Investment fees can cut into your returns more than you might imagine. According to Sethi, even just a 1% annual fee that you are paying to an advisor could result in a drop of 28% or more in performance.
As Sethi explains it, “In 35 years, with a low 0.2% management fee and assuming a 7% return, you’d have just over $2,000,000. But if you pay a financial advisor 1%,you’d only have $1,700,000. That’s more than $380,000 going into your advisor’s pockets in fees! By the way, if you pay 2%, that’s over $750,000 in fees! This is what I mean when I say that a 1% fee can cost you 28% of your lifetime returns.”
It’s important to note that for some investors, even this drag on performance may be worth it. If you have no understanding at all of how investing works, it’s entirely possible that the damage you could cause to your portfolio would be much more than the drag on your account value caused by investment management fees.
But Sethi believes that in the era of no-fee investing, with so much financial information available, you should be able to educate yourself enough about basic finance to cut out as many investment fees as possible. Over time, your return will be boosted significantly, even if you simply invest in a low-cost index fund.
What Is Your Asset Allocation?
Your asset allocation is a key component to your overall investment performance. According to Sethi, having a portfolio that fits your age and goals can put tens of thousands of dollars back into your pocket every year.
It all starts with defining your investment objectives and risk tolerance. Your investment objectives guide the types of assets that you should own in terms of broad categories, such as growth or income. Your risk tolerance determines how aggressive you can be with your portfolio while still sleeping at night. Once you have these in place, you can set your asset allocation.
Sethi agrees with most financial experts in saying that the younger you are, the more risk you can generally bear. This is because you have a much longer timeframe to recover from temporary market setbacks. Sethi says investors can generally handle having a stock-heavy portfolio into their 40s or early 50s, at which point they might want to add more bonds to the mix in the quest for greater stability.

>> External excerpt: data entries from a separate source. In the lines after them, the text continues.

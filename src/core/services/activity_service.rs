use crate::core::errors::{ActivityError, Result};
use crate::core::models::activity::{ActivityDraft, ActivityRecord};
use crate::core::models::filter::{FilterCriteria, filter_records};
use crate::core::services::csv_export;
use crate::core::services::pagination::{self, Page};
use crate::core::traits::activity_store::ActivityStore;

/// Owns the in-memory snapshot of activities and funnels every
/// mutation through an `ActivityStore` backend.
///
/// The snapshot is kept in display order (date descending, ties in the
/// order the store returned them). A failed operation never leaves the
/// snapshot partially changed.
pub struct ActivityService<S: ActivityStore> {
    store: S,
    snapshot: Vec<ActivityRecord>,
}

impl<S: ActivityStore> ActivityService<S> {
    /// Create a facade with an empty snapshot. Call `load` to populate it.
    pub fn new(store: S) -> Self {
        Self {
            store,
            snapshot: Vec::new(),
        }
    }

    /// The backend this facade talks to.
    pub fn store(&self) -> &S {
        &self.store
    }

    /// Current snapshot, in display order.
    pub fn activities(&self) -> &[ActivityRecord] {
        &self.snapshot
    }

    /// Look up one activity in the snapshot.
    pub fn get(&self, id: &str) -> Option<&ActivityRecord> {
        self.snapshot.iter().find(|r| r.id == id)
    }

    /// Replace the snapshot with the store's full record set.
    pub fn load(&mut self) -> Result<()> {
        let mut records = self.store.fetch_all()?;
        sort_for_display(&mut records);
        tracing::debug!(
            backend = self.store.name(),
            count = records.len(),
            "activities loaded"
        );
        self.snapshot = records;
        Ok(())
    }

    /// Validate and persist a new activity.
    pub fn create(&mut self, draft: ActivityDraft) -> Result<ActivityRecord> {
        draft.validate()?;
        let record = ActivityRecord::with_generated_id(draft);
        let stored = self.store.insert(&record)?;
        tracing::info!(id = %stored.id, "activity created");

        self.refresh_after_write(|snapshot| snapshot.push(stored.clone()));
        Ok(stored)
    }

    /// Replace the mutable fields of an existing activity.
    ///
    /// The id must be present in the snapshot; otherwise nothing is
    /// sent to the store and `NotFound` is returned.
    pub fn update(&mut self, id: &str, draft: ActivityDraft) -> Result<ActivityRecord> {
        if self.get(id).is_none() {
            return Err(ActivityError::NotFound { id: id.to_string() });
        }
        draft.validate()?;

        let stored = self.store.replace(id, &draft)?;
        tracing::info!(id = %stored.id, "activity updated");

        self.refresh_after_write(|snapshot| {
            if let Some(slot) = snapshot.iter_mut().find(|r| r.id == stored.id) {
                *slot = stored.clone();
            }
        });
        Ok(stored)
    }

    /// Delete an activity. Returns `false` without touching the store
    /// when the id is not in the snapshot.
    pub fn remove(&mut self, id: &str) -> Result<bool> {
        if self.get(id).is_none() {
            tracing::debug!(id, "remove of unknown id skipped");
            return Ok(false);
        }
        self.store.delete(id)?;
        tracing::info!(id, "activity removed");

        self.refresh_after_write(|snapshot| snapshot.retain(|r| r.id != id));
        Ok(true)
    }

    /// Snapshot records matching `criteria`, in display order.
    pub fn filter(&self, criteria: &FilterCriteria) -> Vec<ActivityRecord> {
        filter_records(&self.snapshot, criteria)
    }

    /// Page `page` (1-based) of `records`.
    pub fn paginate<'a>(
        &self,
        records: &'a [ActivityRecord],
        page: usize,
        page_size: usize,
    ) -> Result<Page<'a, ActivityRecord>> {
        pagination::paginate(records, page, page_size)
    }

    /// CSV text for `records`.
    pub fn to_csv(&self, records: &[ActivityRecord]) -> String {
        csv_export::to_csv(records)
    }

    /// Bring the snapshot in line with a write the store accepted.
    ///
    /// Stores that reload get re-fetched; if that fetch fails the
    /// local edit is applied instead so the committed write stays
    /// visible.
    fn refresh_after_write(&mut self, apply_locally: impl FnOnce(&mut Vec<ActivityRecord>)) {
        if self.store.reloads_after_write() {
            match self.load() {
                Ok(()) => return,
                Err(e) => {
                    tracing::warn!(error = %e, "reload after write failed, patching snapshot locally")
                }
            }
        }
        apply_locally(&mut self.snapshot);
        sort_for_display(&mut self.snapshot);
    }
}

/// Total minutes across `records`.
pub fn total_minutes(records: &[ActivityRecord]) -> u64 {
    records.iter().map(|r| u64::from(r.duration)).sum()
}

/// Date descending; `sort_by` is stable, so equal dates keep arrival order.
fn sort_for_display(records: &mut [ActivityRecord]) {
    records.sort_by(|a, b| b.date.cmp(&a.date));
}
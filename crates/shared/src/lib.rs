pub mod basemaps;
pub mod config;
pub mod controller;
pub mod error;
pub mod group;
pub mod icon;
pub mod models;
pub mod plot;
pub mod protocol;
pub mod state;
pub mod surface;

pub use controller::StationMap;
pub use error::MapError;
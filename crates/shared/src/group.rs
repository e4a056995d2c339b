use std::collections::HashMap;

use crate::models::{Bounds, Station};
use crate::state::MarkerState;

/// A live marker: the station it shows, its visual state and whatever handle
/// the map surface returned when it drew it.
#[derive(Debug, Clone, PartialEq)]
pub struct Marker<H> {
    pub station: Station,
    pub state: MarkerState,
    pub handle: H,
}

impl<H> Marker<H> {
    pub fn new(station: Station, handle: H) -> Self {
        Self {
            station,
            state: MarkerState::Default,
            handle,
        }
    }

    pub fn name(&self) -> &str {
        &self.station.name
    }
}

/// Markers keyed by station name, iterated in insertion order.
///
/// The group never holds two markers for the same name: inserting an existing
/// name hands the previous marker back so the caller can take it off the map.
/// Lookups go through a name index; removals leave a hole that is compacted
/// once holes outnumber live markers.
#[derive(Debug, Clone)]
pub struct MarkerGroup<H> {
    slots: Vec<Option<Marker<H>>>,
    index: HashMap<String, usize>,
}

impl<H> Default for MarkerGroup<H> {
    fn default() -> Self {
        Self {
            slots: Vec::new(),
            index: HashMap::new(),
        }
    }
}

impl<H> MarkerGroup<H> {
    pub fn new() -> Self {
        Self::default()
    }

    pub fn len(&self) -> usize {
        self.index.len()
    }

    pub fn is_empty(&self) -> bool {
        self.index.is_empty()
    }

    pub fn contains(&self, name: &str) -> bool {
        self.index.contains_key(name)
    }

    pub fn get(&self, name: &str) -> Option<&Marker<H>> {
        let idx = *self.index.get(name)?;
        self.slots[idx].as_ref()
    }

    pub fn get_mut(&mut self, name: &str) -> Option<&mut Marker<H>> {
        let idx = *self.index.get(name)?;
        self.slots[idx].as_mut()
    }

    /// Insert a marker, returning the one it replaces. A replacement keeps
    /// the old marker's place in the order.
    pub fn insert(&mut self, marker: Marker<H>) -> Option<Marker<H>> {
        match self.index.get(marker.name()) {
            Some(&idx) => self.slots[idx].replace(marker),
            None => {
                self.index.insert(marker.name().to_string(), self.slots.len());
                self.slots.push(Some(marker));
                None
            }
        }
    }

    pub fn remove(&mut self, name: &str) -> Option<Marker<H>> {
        let idx = self.index.remove(name)?;
        let marker = self.slots[idx].take();
        if self.slots.len() > 2 * self.index.len() + 16 {
            self.compact();
        }
        marker
    }

    fn compact(&mut self) {
        self.slots.retain(Option::is_some);
        for (idx, marker) in self.slots.iter().flatten().enumerate() {
            if let Some(slot) = self.index.get_mut(marker.name()) {
                *slot = idx;
            }
        }
    }

    /// Take every marker out, leaving the group empty.
    pub fn drain(&mut self) -> impl Iterator<Item = Marker<H>> + '_ {
        self.index.clear();
        self.slots.drain(..).flatten()
    }

    pub fn iter(&self) -> impl Iterator<Item = &Marker<H>> {
        self.slots.iter().flatten()
    }

    pub fn iter_mut(&mut self) -> impl Iterator<Item = &mut Marker<H>> {
        self.slots.iter_mut().flatten()
    }

    pub fn names(&self) -> impl Iterator<Item = &str> {
        self.iter().map(Marker::name)
    }

    /// Bounding box of every live marker.
    pub fn bounds(&self) -> Option<Bounds> {
        Bounds::enclosing(self.iter().map(|m| m.station.position))
    }
}
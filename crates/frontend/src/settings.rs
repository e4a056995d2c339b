//! Page configuration, read from `window.STATIONMAP_CONFIG` when the host sets
//! it before the page loads. It may be a JSON string or a plain object.

use js_sys::Reflect;
use stationmap_shared::config::MapConfig;
use stationmap_shared::MapError;
use tracing::Level;
use wasm_bindgen::JsValue;

const CONFIG_GLOBAL: &str = "STATIONMAP_CONFIG";

pub fn load() -> MapConfig {
    let Some(raw) = web_sys::window()
        .and_then(|window| Reflect::get(&window, &JsValue::from_str(CONFIG_GLOBAL)).ok())
        .filter(|value| !value.is_undefined() && !value.is_null())
    else {
        return MapConfig::default();
    };
    or_default(parse(&raw))
}

fn parse(raw: &JsValue) -> Result<MapConfig, MapError> {
    match raw.as_string() {
        Some(text) => MapConfig::from_json(&text),
        None => {
            let config: MapConfig = serde_wasm_bindgen::from_value(raw.clone())
                .map_err(|e| MapError::Config(e.to_string()))?;
            config.validate()?;
            Ok(config)
        }
    }
}

/// Runs before the logger is up, so problems go straight to the console.
fn or_default(parsed: Result<MapConfig, MapError>) -> MapConfig {
    parsed.unwrap_or_else(|err| {
        web_sys::console::warn_1(&format!("ignoring {CONFIG_GLOBAL}: {err}").into());
        MapConfig::default()
    })
}

/// Unknown names fall back to info.
pub fn log_level(name: &str) -> Level {
    match name.trim().to_ascii_lowercase().as_str() {
        "trace" => Level::TRACE,
        "debug" => Level::DEBUG,
        "warn" | "warning" => Level::WARN,
        "error" => Level::ERROR,
        _ => Level::INFO,
    }
}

Specifically, Sethi suggests this asset allocation by age:
Age 35: 90% stocks, 10% bonds
Age 45: 90% stocks, 10% bonds
Age 55: 69% stocks, 31% bonds
Age 65: 53% stocks, 47% bonds
Although all investors are different, Sethi stresses that you don’t have to make your asset allocation overly complicated to succeed.
The Bottom Line
Sethi’s three simple questions in and of themselves will not get you rich. However, they’re an important step toward lifelong wealth. Financial education, investment planning and automation are all tools you can use as stepping stones towards becoming rich.